Contributions of IL-1β and IL-1α to crescentic glomerulonephritis in mice

Interleukin-1 (IL-1) is a pleiotropic proinflammatory cytokine with two distinct isoforms (IL-1alpha and IL-1beta) that signal through the same IL-1 type I receptor (IL-1RI). Contributions of IL-1beta have been demonstrated in human and experimental proliferative glomerulonephritis (GN), but the involvement of IL-1alpha has received little attention.
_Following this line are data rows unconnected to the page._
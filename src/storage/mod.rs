//! Event storage abstraction with in-memory and SQLite backends.

pub mod memory;
pub mod sqlite;

use std::{sync::Arc, time::Duration};

use async_trait::async_trait;
use chrono::{DateTime, Utc};
use serde::{Deserialize, Serialize};

use crate::{
    event::Event,
    types::{EventId, UserId},
};

pub use memory::MemoryStorage;
pub use sqlite::SqliteStorage;

#[derive(Debug, thiserror::Error)]
pub enum StorageError {
    #[error("event not found: {0}")]
    EventNotFound(EventId),
    #[error("date range is busy")]
    DateBusy,
    #[error("storage is not connected")]
    NotConnected,
    #[error("timestamp out of storable range: {0}")]
    TimestampOutOfRange(DateTime<Utc>),
    #[error("sqlite error: {0}")]
    Sqlite(#[from] rusqlite::Error),
    #[error("storage task failed: {0}")]
    Task(String),
    #[error("storage connect timed out")]
    ConnectTimeout,
    #[error("write abandoned by caller before commit")]
    Abandoned,
}

pub type StorageResult<T> = Result<T, StorageError>;

/// Contract shared by every event store backend.
///
/// Implementations must be safe to call concurrently from request handlers
/// and background loops.
#[async_trait]
pub trait Storage: Send + Sync {
    async fn connect(&self) -> StorageResult<()>;
    async fn close(&self) -> StorageResult<()>;

    /// Stores `event` under a freshly assigned id, ignoring `event.id` and
    /// `event.notified`, and returns the new id.
    async fn insert_event(&self, event: Event) -> StorageResult<EventId>;
    /// Replaces the event with `event.id`. The stored `notified` flag is kept.
    async fn update_event(&self, event: Event) -> StorageResult<()>;
    /// Removes the event. Unknown ids are not an error.
    async fn delete_event(&self, id: EventId) -> StorageResult<()>;
    async fn lookup_event(&self, id: EventId) -> StorageResult<Event>;
    async fn list_events(&self, user_id: UserId) -> StorageResult<Vec<Event>>;
    /// Events of `user_id` whose interval intersects `[begin, end]`.
    async fn list_events_range(
        &self,
        user_id: UserId,
        begin: DateTime<Utc>,
        end: DateTime<Utc>,
    ) -> StorageResult<Vec<Event>>;
    /// Fails with [`StorageError::DateBusy`] when any event of `user_id` other
    /// than `exclude_id` overlaps `[on_time, off_time]`.
    async fn is_busy_date_time_range(
        &self,
        exclude_id: EventId,
        user_id: UserId,
        on_time: DateTime<Utc>,
        off_time: DateTime<Utc>,
    ) -> StorageResult<()>;

    /// Unnotified events with `notify_time <= cutoff`.
    async fn list_events_due_for_notice(&self, cutoff: DateTime<Utc>) -> StorageResult<Vec<Event>>;
    /// Deletes events with `off_time < cutoff` and returns how many went away.
    async fn delete_events_older_than(&self, cutoff: DateTime<Utc>) -> StorageResult<u64>;

    async fn mark_notified(&self, id: EventId) -> StorageResult<()>;
}

/// Backend selector as written in configuration files.
#[derive(Debug, Clone, Copy, PartialEq, Eq, Default, Serialize, Deserialize)]
#[serde(rename_all = "kebab-case")]
pub enum StorageKind {
    #[default]
    InMemory,
    Sqlite,
}

/// Builds the configured backend. The returned store still needs
/// [`Storage::connect`].
pub fn new_storage(kind: StorageKind, dsn: &str) -> Arc<dyn Storage> {
    match kind {
        StorageKind::InMemory => Arc::new(MemoryStorage::new()),
        StorageKind::Sqlite => Arc::new(SqliteStorage::new(dsn)),
    }
}

/// Builds the configured backend and connects it within `deadline`.
pub async fn connect_storage(
    kind: StorageKind,
    dsn: &str,
    deadline: Duration,
) -> StorageResult<Arc<dyn Storage>> {
    let storage = new_storage(kind, dsn);
    tokio::time::timeout(deadline, storage.connect())
        .await
        .map_err(|_| StorageError::ConnectTimeout)??;
    Ok(storage)
}

/// Orders listing results by start time, then id.
pub(crate) fn sort_events(events: &mut [Event]) {
    events.sort_by(|a, b| a.on_time.cmp(&b.on_time).then(a.id.cmp(&b.id)));
}
#[macro_use]
extern crate assert_matches;

use wordle_filter::*;

use std::io::Cursor;
use std::result::Result;
use std::sync::Arc;

macro_rules! assert_arc_eq {
    ($arc_vec:expr, $non_arc_vec:expr) => {
        assert_eq!(
            $arc_vec as &[Arc<str>],
            $non_arc_vec
                .iter()
                .map(|thing| Arc::from(*thing))
                .collect::<Vec<Arc<_>>>()
        );
    };
}

#[test]
fn dictionary_from_reader_succeeds() -> Result<(), FilterError> {
    let mut cursor = Cursor::new(String::from("\n\ncrane\n slate\r\nAdieu  \n"));

    let dictionary = Dictionary::from_reader(&mut cursor)?;

    assert_eq!(dictionary.len(), 3);
    assert_arc_eq!(&dictionary, &["CRANE", "SLATE", "ADIEU"]);
    Ok(())
}

#[test]
fn dictionary_from_reader_drops_other_lengths() -> Result<(), FilterError> {
    let mut cursor = Cursor::new(String::from("a\nlongword\ncrane\nfour\ncranes\n"));

    let dictionary = Dictionary::from_reader(&mut cursor)?;

    assert_arc_eq!(&dictionary, &["CRANE"]);
    Ok(())
}

#[test]
fn dictionary_from_reader_empty_is_not_an_error() -> Result<(), FilterError> {
    let dictionary = Dictionary::from_reader(Cursor::new(""))?;

    assert!(dictionary.is_empty());
    assert_eq!(dictionary.frequencies().total(), 0);
    Ok(())
}

#[test]
fn dictionary_from_reader_propagates_invalid_utf8() {
    let cursor = Cursor::new(vec![b'c', b'r', 0xff, b'n', b'e', b'\n']);

    assert_matches!(Dictionary::from_reader(cursor), Err(FilterError::Io(_)));
}

#[test]
fn dictionary_from_iterator_succeeds() {
    let dictionary = Dictionary::from_iterator(vec!["", "crane", "Slate ", "toolong"]);

    assert_arc_eq!(&dictionary, &["CRANE", "SLATE"]);
}

#[test]
fn dictionary_keeps_duplicates_in_order() {
    let dictionary = Dictionary::from_iterator(vec![
        "slate".to_string(),
        "crane".to_string(),
        "slate".to_string(),
    ]);

    assert_arc_eq!(&dictionary, &["SLATE", "CRANE", "SLATE"]);
    assert_eq!(dictionary.frequencies().count('S'), 2);
}

#[test]
fn letter_frequencies_sum_to_letter_count() {
    let dictionary = Dictionary::from_iterator(vec!["crane", "slate", "adieu", "sassy"]);
    let frequencies = dictionary.frequencies();

    assert_eq!(frequencies.total(), 20);
    assert_eq!(frequencies.count('S'), 4);
    assert_eq!(frequencies.count('A'), 4);
    assert_eq!(frequencies.count('E'), 3);
    assert_eq!(frequencies.count('Y'), 1);
    assert_eq!(frequencies.count('Q'), 0);
}

#[test]
fn dictionary_checks_length_before_upper_casing() -> Result<(), FilterError> {
    // "ß" upper cases to "SS", which must not change which lines count as five letters.
    let mut cursor = Cursor::new(String::from("größe\nmaße\n"));

    let dictionary = Dictionary::from_reader(&mut cursor)?;

    assert_arc_eq!(&dictionary, &["GRÖSSE"]);
    Ok(())
}
use crate::data::Dictionary;
use crate::request::{FilterRequest, FilterResponse};
use crate::restrictions::ConstraintSet;
use crate::results::FilterError;
use crate::scorers::{rank, Ranking};
use crate::store::{DictionaryStore, WordSource};
use rayon::prelude::*;
use std::result::Result;
use std::sync::Arc;
use tracing::debug;

/// Gets the words that meet the given constraints, in their original order.
pub fn filter_words(constraints: &ConstraintSet, words: &[Arc<str>]) -> Vec<Arc<str>> {
    if constraints.is_empty() {
        return words.to_vec();
    }
    words
        .par_iter()
        .filter(|word| constraints.is_satisfied_by(word))
        .map(Arc::clone)
        .collect()
}

/// Filters the dictionary by the constraints, then ranks what is left by the dictionary's letter
/// frequencies.
pub fn filter_and_rank(constraints: &ConstraintSet, dictionary: &Dictionary) -> Ranking {
    let possible_words = filter_words(constraints, dictionary);
    rank(&possible_words, dictionary.frequencies())
}

/// Answers [`FilterRequest`]s using dictionaries from a shared [`DictionaryStore`].
///
/// ```
/// use wordle_filter::{FilterEngine, FilterRequest, MemoryWordSource};
///
/// let engine = FilterEngine::new(
///     MemoryWordSource::new().with_language("english", ["crane", "slate", "adieu"]));
/// let request = FilterRequest {
///     excluded: "s".to_string(),
///     ..FilterRequest::default()
/// };
///
/// let response = engine.filter(&request).unwrap();
///
/// assert_eq!(response.count, 2);
/// ```
pub struct FilterEngine<S> {
    store: DictionaryStore<S>,
}

impl<S: WordSource> FilterEngine<S> {
    pub fn new(source: S) -> FilterEngine<S> {
        FilterEngine::with_store(DictionaryStore::new(source))
    }

    pub fn with_store(store: DictionaryStore<S>) -> FilterEngine<S> {
        FilterEngine { store }
    }

    pub fn store(&self) -> &DictionaryStore<S> {
        &self.store
    }

    /// Finds and ranks the words in the requested language that satisfy the request's
    /// constraints.
    ///
    /// Fails without filtering anything if the language is unsupported or the constraints are
    /// malformed.
    pub fn filter(&self, request: &FilterRequest) -> Result<FilterResponse, FilterError> {
        let dictionary = self.store.get(&request.language)?;
        let constraints = ConstraintSet::parse(request)?;
        let ranking = filter_and_rank(&constraints, &dictionary);
        debug!(
            language = %request.language,
            count = ranking.scored.len(),
            top_score = ?ranking.top_score(),
            "filtered words"
        );
        Ok(FilterResponse::from(ranking))
    }
}
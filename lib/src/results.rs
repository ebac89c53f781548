use std::io;
use thiserror::Error;

/// Indicates that a filter request could not be answered.
#[derive(Debug, Error)]
pub enum FilterError {
    /// No word source exists for the requested language.
    #[error("Language '{0}' not supported.")]
    UnsupportedLanguage(String),
    /// The raw constraints do not have the expected shape, e.g. a position that is not an index
    /// into the word, or a "letter" that is not a single alphabetic character.
    #[error("Malformed constraint: {0}")]
    MalformedConstraint(String),
    /// The word source for a language exists but could not be read.
    #[error("Failed to read word source: {0}")]
    Io(#[from] io::Error),
}

impl FilterError {
    /// Returns `true` iff the error was caused by the request itself rather than by the server.
    ///
    /// Callers exposing the engine over HTTP answer these with a `400` status.
    pub fn is_client_error(&self) -> bool {
        matches!(
            self,
            FilterError::UnsupportedLanguage(_) | FilterError::MalformedConstraint(_)
        )
    }
}

#[cfg(test)]
mod tests {
    use super::*;

    #[test]
    fn unsupported_language_message() {
        let error = FilterError::UnsupportedLanguage("klingon".to_string());

        assert_eq!(error.to_string(), "Language 'klingon' not supported.");
        assert!(error.is_client_error());
    }

    #[test]
    fn io_error_is_not_client_error() {
        let error = FilterError::from(io::Error::new(io::ErrorKind::Other, "disk on fire"));

        assert!(!error.is_client_error());
        assert_eq!(error.to_string(), "Failed to read word source: disk on fire");
    }
}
To determine the combined contribution of IL-1alpha and IL- 1beta and to dissect the specific contribution of IL- 1beta, the development of antiglomerular basement membrane globulin-induced crescentic GN was studied in mice genetically deficient in either the IL- I receptor type I (IL-1RI-/-), which are unresponsive to both IL-1alpha and IL-1beta, or IL-1beta alone IL-1beta-/- mice showed significant reductions in crescent formation and glomerular T cell and macrophage recruitment compared with strain matched controls (WT). No additional reductions of these indices of injury were observed in IL-1RI-/- mice. However, IL-1RI-/- mice showed greater functional renal protection with significantly less proteinuria and reduced serum creatinine compared with IL-1beta-/- mice, suggesting a significant contribution of IL-1alpha to these parameters of injury. IL-1RI-/- mice had lower serum titers of antibody to the nephritogenic antigen (sheep globulin) and reduced glomerular deposition of complement compared with either IL-1beta-/- or WT mice. This suggests that in the absence of responses to both IL-1alpha and IL-1beta, attenuation of humoral mediators provides additional functional protection from renal injury that is not seen in the absence of IL-1beta alone. These studies indicate that IL-1beta but not IL-1alpha contributes to crescent formation and inflammatory cell recruitment, whereas IL-1alpha but not IL-1beta contributes to humoral mechanisms of glomerular injury.